13 hard truths about the Cotswolds that JD Vance should know

Independenta day ago
Growing up in the Cotswolds in the 1980s, my childhood was all village hall discos, feral kittens in farmyards, and one bus a week to the local market. Now it's a world of deVOL kitchens, security gates, and an epidemic of A-listers cosplaying Cotswolds life (I see you, David Beckham). Oh, and this week – much to everyone's dismay – JD Vance and his entourage arriving, complete with road blocks and an apology from his host, Pippa Hornby, who bought her 18th-century Cotswolds home in the hamlet of Dean with her husband Johnny in 2017, and told villagers that she was 'so sorry for the circus'.
But really, the whole region should come with a warning: just as the Greek islands have morphed into a Mamma Mia theme park, the Cotswolds risk becoming a caricature of America's idea of it: Downton Abbey meets the Hamptons. But here's what the influencers won't tell you…

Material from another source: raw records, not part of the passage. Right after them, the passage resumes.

use thiserror::Error;

/// Caller mistakes. Surfaced immediately with a 4xx-equivalent signal;
/// no session state is touched when one of these is raised.
#[derive(Clone, Debug, Error, PartialEq, Eq)]
pub enum InputError {
    #[error("user_offer must be a numeric value")]
    NonNumericOffer,
    #[error("user_offer must be a finite number, got `{raw}`")]
    NonFiniteOffer { raw: String },
    #[error("user_message must be a non-empty string")]
    EmptyMessage,
    #[error("user_id must not be blank when provided")]
    BlankUserId,
}

impl InputError {
    /// Message safe to echo back to the caller verbatim.
    pub fn user_message(&self) -> &'static str {
        match self {
            Self::NonNumericOffer | Self::NonFiniteOffer { .. } => {
                "Invalid input. Please provide a numeric value for user offer."
            }
            Self::EmptyMessage => "Invalid input. Please provide a message to analyze.",
            Self::BlankUserId => "Invalid input. Please provide a non-blank user id.",
        }
    }
}

/// Failures of the external collaborators (sentiment source, counteroffer
/// formatter). Always recovered inside the service layer: sentiment falls
/// back to neutral polarity, formatting falls back to the local template.
/// Never surfaced to the caller as a hard failure.
#[derive(Debug, Error)]
pub enum CollaboratorError {
    #[error("collaborator request failed: {0}")]
    Unavailable(#[source] anyhow::Error),
    #[error("collaborator timed out after {timeout_secs}s")]
    Timeout { timeout_secs: u64 },
    #[error("collaborator returned a malformed reply: {detail}")]
    MalformedReply { detail: String },
}

#[cfg(test)]
mod tests {
    use super::{CollaboratorError, InputError};

    #[test]
    fn input_errors_have_caller_safe_messages() {
        assert_eq!(
            InputError::NonNumericOffer.user_message(),
            "Invalid input. Please provide a numeric value for user offer."
        );
        assert_eq!(
            InputError::EmptyMessage.user_message(),
            "Invalid input. Please provide a message to analyze."
        );
    }

    #[test]
    fn collaborator_timeout_names_the_budget() {
        let error = CollaboratorError::Timeout { timeout_secs: 5 };
        assert_eq!(error.to_string(), "collaborator timed out after 5s");
    }
}
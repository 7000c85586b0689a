use std::sync::Arc;

use async_trait::async_trait;
use haggle_core::{CollaboratorError, CounterofferFormatter, Terms};
use rust_decimal::Decimal;

use crate::llm::LlmClient;

/// Words a counteroffer through the configured LLM. The amounts are fixed
/// by the engine before this runs; the model only supplies phrasing, and
/// any failure is reported so the service can fall back to its local
/// template.
pub struct LlmFormatter {
    client: Arc<dyn LlmClient>,
    initial_price: Decimal,
}

impl LlmFormatter {
    pub fn new(client: Arc<dyn LlmClient>, terms: &Terms) -> Self {
        Self { client, initial_price: terms.initial_price }
    }

    fn prompt(&self, user_offer: Decimal, counteroffer: Decimal) -> String {
        format!(
            "You are a supplier negotiating a price with a customer. \
             The initial price for the product is ${initial}. The customer has \
             offered ${offer}. You have settled on a counteroffer of ${counter}. \
             Reply with one short, friendly sentence presenting exactly \
             ${counter} as your counteroffer.",
            initial = self.initial_price,
            offer = user_offer,
            counter = counteroffer,
        )
    }
}

#[async_trait]
impl CounterofferFormatter for LlmFormatter {
    async fn format(
        &self,
        user_offer: Decimal,
        counteroffer: Decimal,
    ) -> Result<String, CollaboratorError> {
        let reply = self
            .client
            .complete(&self.prompt(user_offer, counteroffer))
            .await
            .map_err(CollaboratorError::Unavailable)?;

        let reply = reply.trim();
        if reply.is_empty() {
            return Err(CollaboratorError::MalformedReply {
                detail: "llm returned an empty counteroffer message".to_string(),
            });
        }
        Ok(reply.to_owned())
    }
}

#[cfg(test)]
mod tests {
    use std::sync::Arc;

    use anyhow::{anyhow, Result};
    use async_trait::async_trait;
    use haggle_core::{CounterofferFormatter, Terms};
    use rust_decimal::Decimal;

    use super::LlmFormatter;
    use crate::llm::LlmClient;

    struct EchoClient;

    #[async_trait]
    impl LlmClient for EchoClient {
        async fn complete(&self, prompt: &str) -> Result<String> {
            Ok(format!("echo: {prompt}"))
        }
    }

    struct BlankClient;

    #[async_trait]
    impl LlmClient for BlankClient {
        async fn complete(&self, _prompt: &str) -> Result<String> {
            Ok("   ".to_string())
        }
    }

    struct DownClient;

    #[async_trait]
    impl LlmClient for DownClient {
        async fn complete(&self, _prompt: &str) -> Result<String> {
            Err(anyhow!("connection refused"))
        }
    }

    #[tokio::test]
    async fn prompt_carries_the_fixed_amounts() {
        let formatter = LlmFormatter::new(Arc::new(EchoClient), &Terms::default());
        let message =
            formatter.format(Decimal::from(70), Decimal::from(90)).await.unwrap();

        assert!(message.contains("offered $70"));
        assert!(message.contains("counteroffer of $90"));
        assert!(message.contains("initial price for the product is $100"));
    }

    #[tokio::test]
    async fn blank_and_failed_replies_surface_as_collaborator_errors() {
        let blank = LlmFormatter::new(Arc::new(BlankClient), &Terms::default());
        assert!(blank.format(Decimal::from(70), Decimal::from(90)).await.is_err());

        let down = LlmFormatter::new(Arc::new(DownClient), &Terms::default());
        assert!(down.format(Decimal::from(70), Decimal::from(90)).await.is_err());
    }
}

1. Be prepared for Zimmer Frames
Yup, for every midriff flaunting twentysomething doing peace-fingers by the pool at Soho Farmhouse (for somewhere that bans photography, Instagram is somehow awash with striped towels and picante-boomerangs), you'll find an army of octogenarians playing bridge inside the multi-million-pound homes they bought for £25k in the 70s.
Those high-end apartments next to the market square you fancy the look of? It's a retirement community.
2. It might be the bleakest place on Earth in winter
Night falls AT 3PM and the only thing to do is pull those thick curtains to block out the sideways drizzle. If you can survive the strip-lighting at Tesco in Stow-on-the-Wold on a Tuesday afternoon in February (because everything else shuts just after lunch), then go ahead and press purchase on that stoneclad farmhouse, but don't blame me when no one can hear your screams through those sixteenth-century walls.
3. You will have to book a taxi days in advance
And it will cost you £50 to get anywhere.
4. They CAN see you coming
As soon as tradespeople see a GL or OX in your postcode, they get very giddy with their decimal points. And to be fair, if you can afford a bespoke wine cellar, a temperature-controlled barn for your art collection or an underground garage for your fleet of luxury cars, then some might say you deserve to be taken for a ride.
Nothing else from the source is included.